Other data reported by Spahn et al. for this cohort of patients are as follows:

  • Half the men had positive surgical margins post-surgery.
  • Half the men had pelvic lymph node involvement.
  • Many men received adjuvant radiotherapy, hormonal therapy, and chemotherapy post-surgery
  • The two independent predictors of prostate cancer-specific survival were positive surgical margins and adjuvant hormone therapy.

To quote Dr. Spahn again,

These tumors are huge, … [but] … local tumor control is excellent and all the complications we see from local tumor growth and recurrence in conservatively treated men can be avoided.

One of the moderators for the session at which Spahn et al. presented these data was careful to point out that:

  • The decision to use radical cystectomy for men with T4NxM0 diseases needs to be one that is “best for the patient.”
  • All such patients should be given a  careful cystoscopic examination prior to any decision to execute a radical cystectomy.
  • Tissue samples should be taken from the bladder so that the surgeon is 100 percent certain of the presence of clinical stage T4 disease.

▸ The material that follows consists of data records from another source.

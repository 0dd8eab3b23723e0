use chrono::NaiveDate;
use std::collections::BTreeMap;

use crate::models::record::PriceRecord;

/// All validated observations from one document, keyed by calendar date.
///
/// `BTreeMap` keys double as the ascending date axis of every derived
/// series. The parser fills the book once; afterwards it is only read.
#[derive(Debug, Clone, Default)]
pub struct PriceBook {
    by_date: BTreeMap<NaiveDate, Vec<PriceRecord>>,
}

impl PriceBook {
    pub fn new() -> Self {
        Self::default()
    }

    /// File a record under its own date, creating the day's list on first use.
    pub(crate) fn push(&mut self, record: PriceRecord) {
        self.by_date.entry(record.date()).or_default().push(record);
    }

    /// Distinct dates present, ascending.
    pub fn dates(&self) -> impl Iterator<Item = NaiveDate> + '_ {
        self.by_date.keys().copied()
    }

    /// Records observed on `date`; empty when the date is absent.
    pub fn records_on(&self, date: NaiveDate) -> &[PriceRecord] {
        self.by_date.get(&date).map(Vec::as_slice).unwrap_or(&[])
    }

    pub fn date_count(&self) -> usize {
        self.by_date.len()
    }

    pub fn record_count(&self) -> usize {
        self.by_date.values().map(Vec::len).sum()
    }

    pub fn is_empty(&self) -> bool {
        self.by_date.is_empty()
    }
}
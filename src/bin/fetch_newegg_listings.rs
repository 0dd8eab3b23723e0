use std::env;

use tracing_subscriber::layer::SubscriberExt;
use tracing_subscriber::util::SubscriberInitExt;

use ramtrack::scrapers::newegg::NeweggScraper;
use ramtrack::scrapers::render_document_lines;

#[tokio::main]
async fn main() -> Result<(), Box<dyn std::error::Error>> {
    // Initialize tracing
    tracing_subscriber::registry()
        .with(
            tracing_subscriber::EnvFilter::try_from_default_env()
                .unwrap_or_else(|_| "info".into()),
        )
        .with(tracing_subscriber::fmt::layer())
        .init();

    let urls: Vec<String> = env::args().skip(1).collect();
    if urls.is_empty() {
        eprintln!("Usage: fetch_newegg_listings <url>...");
        return Err("no urls given".into());
    }

    let scraper = NeweggScraper::new();
    let mut error_count = 0;

    for (index, url) in urls.iter().enumerate() {
        tracing::info!("[{}/{}] Fetching: {}", index + 1, urls.len(), url);
        match scraper.fetch(url).await {
            Ok(listings) => {
                tracing::info!("  Parsed {} listings", listings.len());
                print!("{}", render_document_lines("newegg", &listings));
            }
            Err(e) => {
                tracing::error!("  Failed: {}", e);
                error_count += 1;
            }
        }
    }

    if error_count > 0 {
        return Err(format!("{} of {} feeds failed", error_count, urls.len()).into());
    }
    Ok(())
}
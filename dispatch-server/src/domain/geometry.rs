//! Route geometry as decoded coordinates.

use serde_json::{Value, json};

use super::GeoPoint;

/// A routed path as an ordered sequence of decoded points.
///
/// Points are stored directly; the compact encodings some routing
/// services use are handled at the wire boundary, not here.
#[derive(Debug, Clone, PartialEq)]
pub struct RouteGeometry {
    points: Vec<GeoPoint>,
}

impl RouteGeometry {
    /// Create a geometry from decoded points.
    pub fn new(points: Vec<GeoPoint>) -> Self {
        Self { points }
    }

    /// The path's points in order.
    pub fn points(&self) -> &[GeoPoint] {
        &self.points
    }

    /// Consume the geometry and return the owned points.
    pub fn into_points(self) -> Vec<GeoPoint> {
        self.points
    }

    /// Number of points in the path.
    pub fn len(&self) -> usize {
        self.points.len()
    }

    /// Whether the path has no points.
    pub fn is_empty(&self) -> bool {
        self.points.is_empty()
    }

    /// GeoJSON Feature with a LineString geometry, coordinates in
    /// `[longitude, latitude]` order as line-rendering layers expect.
    pub fn to_geojson(&self) -> Value {
        let coordinates: Vec<Value> = self
            .points
            .iter()
            .map(|p| json!([p.longitude(), p.latitude()]))
            .collect();

        json!({
            "type": "Feature",
            "properties": {},
            "geometry": {
                "type": "LineString",
                "coordinates": coordinates,
            },
        })
    }
}

#[cfg(test)]
mod tests {
    use super::*;

    fn point(lat: f64, lon: f64) -> GeoPoint {
        GeoPoint::new(lat, lon).unwrap()
    }

    #[test]
    fn points_roundtrip() {
        let pts = vec![point(38.5, -120.2), point(40.7, -120.95)];
        let geometry = RouteGeometry::new(pts.clone());
        assert_eq!(geometry.points(), &pts[..]);
        assert_eq!(geometry.len(), 2);
        assert_eq!(geometry.into_points(), pts);
    }

    #[test]
    fn empty_geometry() {
        let geometry = RouteGeometry::new(vec![]);
        assert!(geometry.is_empty());
        assert!(
            geometry.to_geojson()["geometry"]["coordinates"]
                .as_array()
                .unwrap()
                .is_empty()
        );
    }

    #[test]
    fn geojson_is_longitude_first() {
        let geometry = RouteGeometry::new(vec![point(45.5, -73.6)]);
        let value = geometry.to_geojson();

        assert_eq!(value["type"], "Feature");
        assert_eq!(value["geometry"]["type"], "LineString");
        assert_eq!(value["geometry"]["coordinates"][0][0], -73.6);
        assert_eq!(value["geometry"]["coordinates"][0][1], 45.5);
    }
}
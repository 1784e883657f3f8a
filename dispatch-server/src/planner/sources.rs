//! Seams to the external routing services.
//!
//! The planner depends on these narrow traits rather than on a concrete
//! client, so sequencing and staleness behavior can be tested with
//! deterministic fakes.

use async_trait::async_trait;

use crate::domain::{GeoPoint, RouteGeometry};

/// Error from an external routing service.
///
/// Covers network failures, non-success responses, and responses the
/// client could not interpret. The planner does not retry; it surfaces
/// the failure and leaves retry policy to the caller.
#[derive(Debug, Clone, PartialEq, thiserror::Error)]
pub enum ServiceError {
    /// Request never completed (connection failure, timeout, ...)
    #[error("request failed: {0}")]
    Network(String),

    /// The service answered with a non-success status
    #[error("service returned status {status}: {message}")]
    Status { status: u16, message: String },

    /// The service answered, but the response was unusable
    #[error("malformed response: {0}")]
    Malformed(String),
}

/// Provides origin-relative travel times.
#[async_trait]
pub trait TravelTimeSource: Send + Sync {
    /// Travel time in seconds from `origin` to each destination, paired
    /// by index with the order submitted regardless of how the service
    /// orders its response.
    ///
    /// An empty destination list returns an empty vec without issuing a
    /// request.
    async fn travel_times(
        &self,
        origin: GeoPoint,
        destinations: &[GeoPoint],
    ) -> Result<Vec<f64>, ServiceError>;
}

/// Provides routed geometry through an ordered waypoint list.
#[async_trait]
pub trait RouteSource: Send + Sync {
    /// Road geometry connecting `waypoints` in the order given.
    ///
    /// Callers must pass at least two waypoints; the planner never asks
    /// for a route with fewer.
    async fn route(&self, waypoints: &[GeoPoint]) -> Result<RouteGeometry, ServiceError>;
}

The potential of radical cystectomy is considerable in a definable set of men with evident clinical stage 4 disease, with limited risk for positive lymph nodes, and who can be clearly shown to have low risk for micrometastasis at the time of treatment. However, patients need to be very clear what the consequences are of such an operation and its potential risks and benefits, and they should be fully involved in the decision process if such a procedure is to be considered.

Current recommendations for the management of clinical stage T4 prostate cancer issued by the National Comprehensive Cancer Consortium (NCCN) here in the USA and the EAU in Europe include:

  • External beam radiotherapy combined with androgen deprivation therapy (ADT) for at least 2 to 3 years
  • Brachytherapy combined with ADT
  • Radical prostatectomy with or without ADT in carefully selected men
  • ADT alone for very high-risk patients.

It can be stated, however, that there are limited data to support any of these “recommended” therapeutic options.